— Work instructions —
Below are lines of data; count those that contain "Mutex" and give the total alone.

— Given records —
++++++++++

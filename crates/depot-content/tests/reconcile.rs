use std::sync::{Arc, Mutex};

use depot_content::{ContentError, ContentGraph, ContentManager, Result};
use depot_events::{CollectorSink, DepotEvent};
use depot_gateway::TaskRef;
use depot_id::{Identifier, PackageType, RepoType, ResourceKind, Uuid};

fn new_id(kind: ResourceKind) -> Identifier {
    Identifier::new(kind, Uuid::new_v4()).unwrap()
}

fn package() -> Identifier {
    new_id(ResourceKind::Package(PackageType::Deb))
}

fn apt_repo() -> Identifier {
    new_id(ResourceKind::Repository(RepoType::Apt))
}

/// In-memory release graph that records every call.
#[derive(Default)]
struct FakeGraph {
    releases: Vec<(Identifier, String)>,
    components: Vec<(Identifier, Identifier, String)>,
    architectures: Vec<(Identifier, Identifier, String)>,
    prcs: Mutex<Vec<(Identifier, Identifier, Identifier)>>,
    calls: Mutex<Vec<&'static str>>,
    submitted: Mutex<Vec<(Vec<Identifier>, Vec<Identifier>)>>,
}

impl FakeGraph {
    fn release(&mut self, name: &str) -> Identifier {
        let id = new_id(ResourceKind::Release);
        self.releases.push((id, name.to_string()));
        id
    }

    fn component(&mut self, release: Identifier, name: &str) -> Identifier {
        let id = new_id(ResourceKind::ReleaseComponent);
        self.components.push((release, id, name.to_string()));
        id
    }

    fn architecture(&mut self, release: Identifier, name: &str) -> Identifier {
        let id = new_id(ResourceKind::ReleaseArchitecture);
        self.architectures.push((release, id, name.to_string()));
        id
    }

    fn link(&self, package: Identifier, component: Identifier) -> Identifier {
        let prc = new_id(ResourceKind::PackageReleaseComponent);
        self.prcs.lock().unwrap().push((package, component, prc));
        prc
    }

    fn record(&self, call: &'static str) {
        self.calls.lock().unwrap().push(call);
    }

    fn calls(&self) -> Vec<&'static str> {
        self.calls.lock().unwrap().clone()
    }

    fn prc_count(&self) -> usize {
        self.prcs.lock().unwrap().len()
    }

    fn last_submission(&self) -> (Vec<Identifier>, Vec<Identifier>) {
        self.submitted.lock().unwrap().last().cloned().unwrap()
    }
}

impl ContentGraph for FakeGraph {
    fn release_ids(&self, _repo: &Identifier) -> Result<Vec<Identifier>> {
        self.record("release_ids");
        Ok(self.releases.iter().map(|(id, _)| *id).collect())
    }

    fn find_release(&self, _repo: &Identifier, name: &str) -> Result<Option<Identifier>> {
        self.record("find_release");
        Ok(self
            .releases
            .iter()
            .find(|(_, n)| n == name)
            .map(|(id, _)| *id))
    }

    fn component_ids(&self, release: &Identifier, name: Option<&str>) -> Result<Vec<Identifier>> {
        self.record("component_ids");
        Ok(self
            .components
            .iter()
            .filter(|(r, _, n)| r == release && name.map_or(true, |name| name == n))
            .map(|(_, id, _)| *id)
            .collect())
    }

    fn architecture_ids(
        &self,
        release: &Identifier,
        name: Option<&str>,
    ) -> Result<Vec<Identifier>> {
        self.record("architecture_ids");
        Ok(self
            .architectures
            .iter()
            .filter(|(r, _, n)| r == release && name.map_or(true, |name| name == n))
            .map(|(_, id, _)| *id)
            .collect())
    }

    fn find_prc(&self, package: &Identifier, component: &Identifier) -> Result<Option<Identifier>> {
        self.record("find_prc");
        Ok(self
            .prcs
            .lock()
            .unwrap()
            .iter()
            .find(|(p, c, _)| p == package && c == component)
            .map(|(_, _, prc)| *prc))
    }

    fn find_or_create_prc(
        &self,
        package: &Identifier,
        component: &Identifier,
    ) -> Result<Identifier> {
        self.record("find_or_create_prc");
        let existing = self
            .prcs
            .lock()
            .unwrap()
            .iter()
            .find(|(p, c, _)| p == package && c == component)
            .map(|(_, _, prc)| *prc);
        Ok(existing.unwrap_or_else(|| self.link(*package, *component)))
    }

    fn release_packages(
        &self,
        _repo: &Identifier,
        release: &Identifier,
    ) -> Result<Vec<Identifier>> {
        self.record("release_packages");
        let components: Vec<Identifier> = self
            .components
            .iter()
            .filter(|(r, _, _)| r == release)
            .map(|(_, id, _)| *id)
            .collect();
        let mut packages = Vec::new();
        for (package, component, _) in self.prcs.lock().unwrap().iter() {
            if components.contains(component) && !packages.contains(package) {
                packages.push(*package);
            }
        }
        Ok(packages)
    }

    fn modify(
        &self,
        _repo: &Identifier,
        add: &[Identifier],
        remove: &[Identifier],
    ) -> Result<TaskRef> {
        self.record("modify");
        self.submitted
            .lock()
            .unwrap()
            .push((add.to_vec(), remove.to_vec()));
        Ok(TaskRef {
            task: new_id(ResourceKind::Task),
        })
    }
}

fn sorted(mut ids: Vec<Identifier>) -> Vec<String> {
    let mut out: Vec<String> = ids.drain(..).map(|id| id.to_string()).collect();
    out.sort();
    out
}

#[test]
fn non_apt_content_passes_straight_through() {
    for repo_type in [RepoType::Yum, RepoType::File, RepoType::Python] {
        let repo = new_id(ResourceKind::Repository(repo_type));
        let pkg_type = repo_type.primary_package_type();
        let add = vec![new_id(ResourceKind::Package(pkg_type))];
        let remove = vec![new_id(ResourceKind::Package(pkg_type))];

        let manager = ContentManager::with_graph(FakeGraph::default(), repo);
        manager.add_and_remove_packages(&add, &remove).unwrap();

        assert_eq!(manager.graph().calls(), vec!["modify"]);
        assert_eq!(manager.graph().last_submission(), (add, remove));
    }
}

#[test]
fn apt_add_without_release_is_rejected() {
    let manager = ContentManager::with_graph(FakeGraph::default(), apt_repo());
    let err = manager
        .add_and_remove_packages(&[package()], &[])
        .unwrap_err();

    assert!(matches!(err, ContentError::MissingRelease));
    assert_eq!(err.status_code(), 422);
    assert!(manager.graph().calls().is_empty());
}

#[test]
fn apt_remove_with_release_is_rejected() {
    let mut graph = FakeGraph::default();
    graph.release("jammy");
    let manager = ContentManager::with_graph(graph, apt_repo()).with_release("jammy");
    let err = manager
        .add_and_remove_packages(&[], &[package()])
        .unwrap_err();

    assert!(matches!(err, ContentError::UnsupportedOperation));
    assert!(manager.graph().calls().is_empty());
}

#[test]
fn apt_unknown_release_is_rejected_before_any_change() {
    let mut graph = FakeGraph::default();
    graph.release("jammy");
    let manager = ContentManager::with_graph(graph, apt_repo()).with_release("noble");
    let err = manager
        .add_and_remove_packages(&[package()], &[])
        .unwrap_err();

    assert!(matches!(err, ContentError::ReleaseNotFound { ref release } if release == "noble"));
    assert_eq!(err.to_string(), "Specified release not found!");
    assert_eq!(manager.graph().calls(), vec!["find_release"]);
}

#[test]
fn apt_add_links_package_into_release_components() {
    let mut graph = FakeGraph::default();
    let jammy = graph.release("jammy");
    let main = graph.component(jammy, "main");
    let other = graph.release("focal");
    graph.component(other, "main");

    let pkg = package();
    let manager = ContentManager::with_graph(graph, apt_repo()).with_release("jammy");
    let plan = manager.plan(&[pkg], &[]).unwrap();

    assert_eq!(plan.add.len(), 2);
    assert_eq!(plan.add[0], pkg);
    assert_eq!(plan.add[1].kind(), ResourceKind::PackageReleaseComponent);
    assert!(plan.remove.is_empty());
    assert!(!manager.graph().calls().contains(&"release_ids"));
    assert!(!manager.graph().calls().contains(&"find_prc"));
    assert!(manager.graph().find_prc(&pkg, &main).unwrap().is_some());
}

#[test]
fn apt_add_honours_component_filter() {
    let mut graph = FakeGraph::default();
    let jammy = graph.release("jammy");
    let main = graph.component(jammy, "main");
    let contrib = graph.component(jammy, "contrib");

    let pkg = package();
    let manager = ContentManager::with_graph(graph, apt_repo())
        .with_release("jammy")
        .with_component("main");
    manager.add_and_remove_packages(&[pkg], &[]).unwrap();

    let graph = manager.graph();
    assert!(graph.find_prc(&pkg, &main).unwrap().is_some());
    assert!(graph.find_prc(&pkg, &contrib).unwrap().is_none());
}

#[test]
fn apt_add_twice_reuses_link() {
    let mut graph = FakeGraph::default();
    let jammy = graph.release("jammy");
    graph.component(jammy, "main");

    let pkg = package();
    let manager = ContentManager::with_graph(graph, apt_repo()).with_release("jammy");
    let first = manager.plan(&[pkg], &[]).unwrap();
    let second = manager.plan(&[pkg], &[]).unwrap();

    assert_eq!(first, second);
    assert_eq!(manager.graph().prc_count(), 1);
}

#[test]
fn apt_remove_everywhere_purges_links_and_package() {
    let mut graph = FakeGraph::default();
    let r1 = graph.release("jammy");
    let a = graph.component(r1, "main");
    let r2 = graph.release("focal");
    let b = graph.component(r2, "contrib");

    let x = package();
    let prc1 = graph.link(x, a);
    let prc2 = graph.link(x, b);

    let manager = ContentManager::with_graph(graph, apt_repo());
    manager.add_and_remove_packages(&[], &[x]).unwrap();

    let (add, remove) = manager.graph().last_submission();
    assert!(add.is_empty());
    assert_eq!(sorted(remove), sorted(vec![prc1, prc2, x]));
}

#[test]
fn apt_remove_unlinked_package_is_safe() {
    let mut graph = FakeGraph::default();
    let r1 = graph.release("jammy");
    graph.component(r1, "main");

    let x = package();
    let manager = ContentManager::with_graph(graph, apt_repo());
    let plan = manager.plan(&[], &[x]).unwrap();
    assert_eq!(plan.remove, vec![x]);
    assert!(plan.retained.is_empty());
}

#[test]
fn removing_release_keeps_package_linked_elsewhere() {
    let mut graph = FakeGraph::default();
    let r1 = graph.release("jammy");
    let a = graph.component(r1, "main");
    let amd64 = graph.architecture(r1, "amd64");
    let r2 = graph.release("focal");
    let b = graph.component(r2, "main");

    let x = package();
    let only_here = package();
    let prc1 = graph.link(x, a);
    graph.link(x, b);
    let prc3 = graph.link(only_here, a);

    let manager = ContentManager::with_graph(graph, apt_repo());
    manager.remove_release(&r1).unwrap();

    let (add, remove) = manager.graph().last_submission();
    assert!(add.is_empty());
    assert!(!remove.contains(&x));
    assert_eq!(
        sorted(remove),
        sorted(vec![prc1, prc3, only_here, r1, a, amd64])
    );
}

#[test]
fn removing_release_rejects_other_identifiers() {
    let manager = ContentManager::with_graph(FakeGraph::default(), apt_repo());
    let err = manager.remove_release(&package()).unwrap_err();
    assert_eq!(err.status_code(), 422);
    assert!(manager.graph().calls().is_empty());
}

#[test]
fn submission_emits_plan_event() {
    let mut graph = FakeGraph::default();
    let jammy = graph.release("jammy");
    graph.component(jammy, "main");

    let sink = Arc::new(CollectorSink::default());
    let repo = apt_repo();
    let manager = ContentManager::with_graph(graph, repo)
        .with_release("jammy")
        .with_events(sink.clone());
    manager.add_and_remove_packages(&[package()], &[]).unwrap();

    assert_eq!(
        sink.events(),
        vec![DepotEvent::ReconcilePlanned {
            repo: repo.to_string(),
            release: Some("jammy".to_string()),
            add: 2,
            remove: 0,
            retained: 0,
        }]
    );
}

++++++++++

— Response to this exercise —
4